Sullo scheletro del complesso industriale dimenticato nelle campagne potevamo cucire le murature di un castello, le garitte piene di soldati stremati dai turni di guardia, le torri ritorte, il ponte levatoio, gli stendardi blasonati.

Nel nostro regno si aggirano i randagi che masticano pneumatici e mangiano gli avanzi di cibo lasciati dai tossici. Qui c'è tutto quello che la gente non vuole più, gli scarti di cui si vuole dimenticare.

Io e lei eravamo la spazzatura, e qui eravamo a casa.

La fabbrica abbandonata si profila come un mostro con ciminiere e fumaioli spenti. La torre cisterna si innalza, immensa, gettando la sua ombra tra bambole rotte, auto accartocciate e divani gonfi di umidità e polvere.

La mia mano si muove agile da un lato all'altro di questa parete che è un'accozzaglia di tag scarabocchiati di fretta e poesie che non vogliono dire un cazzo, ma a quanto pare qualcuno riesce a usarle per scopare.

Mi schiaccio la bandana contro le vie respiratorie, il cappuccio come armatura a proteggermi la testa, mentre spruzzo il colore lungo la superficie.

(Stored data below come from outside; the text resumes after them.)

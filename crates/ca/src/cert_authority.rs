//! The `CertAuthority` data model — one per `(cluster-domain, type)`,
//! holding an ordered list of signing/checking key pairs so
//! rotation can prepend a new pair while old certificates still validate
//! against the retired checking key for the grace window.

use std::fmt;

use russh::keys::ssh_key::rand_core::OsRng;
use russh::keys::ssh_key::{Algorithm, PrivateKey, PublicKey};
use serde::{Deserialize, Serialize};

use crate::error::CaError;

#[derive(Clone, Copy, Debug, PartialEq, Eq, Hash, Serialize, Deserialize)]
#[serde(rename_all = "lowercase")]
pub enum CaType {
	Host,
	User,
}

impl fmt::Display for CaType {
	fn fmt(&self, f: &mut fmt::Formatter<'_>) -> fmt::Result {
		f.write_str(match self {
			CaType::Host => "host",
			CaType::User => "user",
		})
	}
}

/// Identifies one CA: `(cluster-domain, type)`.
#[derive(Clone, Debug, PartialEq, Eq, Hash, Serialize, Deserialize)]
pub struct CaId {
	pub domain: String,
	pub ca_type: CaType,
}

impl CaId {
	pub fn new(domain: impl Into<String>, ca_type: CaType) -> Self {
		Self {
			domain: domain.into(),
			ca_type,
		}
	}

	pub fn storage_key(&self) -> String {
		format!("{}.{}", self.ca_type, self.domain)
	}
}

/// On-disk encoding of one signing/checking pair. Stored as OpenSSH text so
/// the backend's opaque `Vec<u8>` values stay human-inspectable rather than
/// an undifferentiated blob of raw DER.
#[derive(Clone, Serialize, Deserialize)]
struct KeyPairRecord {
	signing_key_openssh: String,
	checking_key_openssh: String,
}

#[derive(Clone, Serialize, Deserialize)]
struct CertAuthorityRecord {
	id: CaId,
	keys: Vec<KeyPairRecord>,
}

/// The runtime, parsed form of a `CertAuthority`. `signing_keys` is empty
/// unless it was loaded `with_secrets = true` — that flag is the single
/// authorization gate for secret material.
#[derive(Clone)]
pub struct CertAuthority {
	pub id: CaId,
	pub signing_keys: Vec<PrivateKey>,
	pub checking_keys: Vec<PublicKey>,
}

impl CertAuthority {
	/// Generates a fresh CA with one ed25519 signing/checking pair.
	pub fn generate(id: CaId) -> Result<Self, CaError> {
		let signing_key =
			PrivateKey::random(&mut OsRng, Algorithm::Ed25519).map_err(|e| CaError::KeyGen(e.into()))?;
		let checking_key = signing_key.public_key().clone();
		Ok(CertAuthority {
			id,
			signing_keys: vec![signing_key],
			checking_keys: vec![checking_key],
		})
	}

	/// The active signer: new issuance always uses the head of the list.
	pub fn active_signing_key(&self) -> Result<&PrivateKey, CaError> {
		self
			.signing_keys
			.first()
			.ok_or_else(|| CaError::BadParameter("certificate authority has no signing keys".into()))
	}

	/// Prepends a new signing/checking pair, keeping the old one for the
	/// rotation grace window. Operator-only by construction — there is no
	/// RPC exposing it; a rotation is applied directly to the stored record.
	pub fn rotate(&mut self) -> Result<(), CaError> {
		let signing_key =
			PrivateKey::random(&mut OsRng, Algorithm::Ed25519).map_err(|e| CaError::KeyGen(e.into()))?;
		let checking_key = signing_key.public_key().clone();
		self.signing_keys.insert(0, signing_key);
		self.checking_keys.insert(0, checking_key);
		Ok(())
	}

	/// Every checking public key, in order, for comparison against a
	/// candidate certificate's signer key.
	pub fn checkers(&self) -> &[PublicKey] {
		&self.checking_keys
	}

	pub fn to_bytes(&self, with_secrets: bool) -> Result<Vec<u8>, CaError> {
		let mut keys = Vec::with_capacity(self.signing_keys.len());
		for (signing, checking) in self.signing_keys.iter().zip(self.checking_keys.iter()) {
			let signing_key_openssh = if with_secrets {
				signing
					.to_openssh(russh::keys::ssh_key::LineEnding::LF)
					.map_err(|e| CaError::Encoding(e.into()))?
					.to_string()
			} else {
				String::new()
			};
			let checking_key_openssh = checking
				.to_openssh()
				.map_err(|e| CaError::Encoding(e.into()))?;
			keys.push(KeyPairRecord {
				signing_key_openssh,
				checking_key_openssh,
			});
		}
		let record = CertAuthorityRecord {
			id: self.id.clone(),
			keys,
		};
		serde_json::to_vec(&record).map_err(|e| CaError::Encoding(e.into()))
	}

	pub fn from_bytes(bytes: &[u8]) -> Result<Self, CaError> {
		let record: CertAuthorityRecord =
			serde_json::from_slice(bytes).map_err(|e| CaError::Encoding(e.into()))?;
		let mut signing_keys = Vec::with_capacity(record.keys.len());
		let mut checking_keys = Vec::with_capacity(record.keys.len());
		for k in &record.keys {
			if !k.signing_key_openssh.is_empty() {
				signing_keys.push(
					PrivateKey::from_openssh(&k.signing_key_openssh).map_err(|e| CaError::Encoding(e.into()))?,
				);
			}
			checking_keys.push(
				PublicKey::from_openssh(&k.checking_key_openssh).map_err(|e| CaError::Encoding(e.into()))?,
			);
		}
		Ok(CertAuthority {
			id: record.id,
			signing_keys,
			checking_keys,
		})
	}
}

#[cfg(test)]
mod tests {
	use super::*;

	#[test]
	fn generate_produces_matching_checking_key() {
		let ca = CertAuthority::generate(CaId::new("example.com", CaType::Host)).unwrap();
		assert_eq!(ca.checking_keys.len(), 1);
		assert_eq!(&ca.checking_keys[0], ca.signing_keys[0].public_key());
	}

	#[test]
	fn round_trips_with_and_without_secrets() {
		let ca = CertAuthority::generate(CaId::new("example.com", CaType::User)).unwrap();

		let public_bytes = ca.to_bytes(false).unwrap();
		let public_only = CertAuthority::from_bytes(&public_bytes).unwrap();
		assert!(public_only.signing_keys.is_empty());
		assert_eq!(public_only.checking_keys, ca.checking_keys);

		let secret_bytes = ca.to_bytes(true).unwrap();
		let with_secrets = CertAuthority::from_bytes(&secret_bytes).unwrap();
		assert_eq!(with_secrets.signing_keys.len(), 1);
		assert_eq!(with_secrets.checking_keys, ca.checking_keys);
	}

	#[test]
	fn rotate_prepends_and_keeps_old_pair() {
		let mut ca = CertAuthority::generate(CaId::new("example.com", CaType::Host)).unwrap();
		let original_checker = ca.checking_keys[0].clone();
		ca.rotate().unwrap();
		assert_eq!(ca.checking_keys.len(), 2);
		assert_ne!(ca.checking_keys[0], original_checker);
		assert_eq!(ca.checking_keys[1], original_checker);
	}
}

Il suo volto non è ancora completo, ma è immenso. Coprirò tutti questi scatti di creatività che si sono esauriti in un nulla di fatto. Gli avevamo anche dato un nome: "Seghe stanche d'artista". E lo farò con qualcosa di bello, e sarà ancora più bello a confronto di un posto tanto orribile.

Dunque, eccoci di nuovo qui, faccia a faccia, io e te.

Ciao, Rachele. Si sono già dimenticati tutti di te, ma io farò in modo di rinfrescargli la memoria.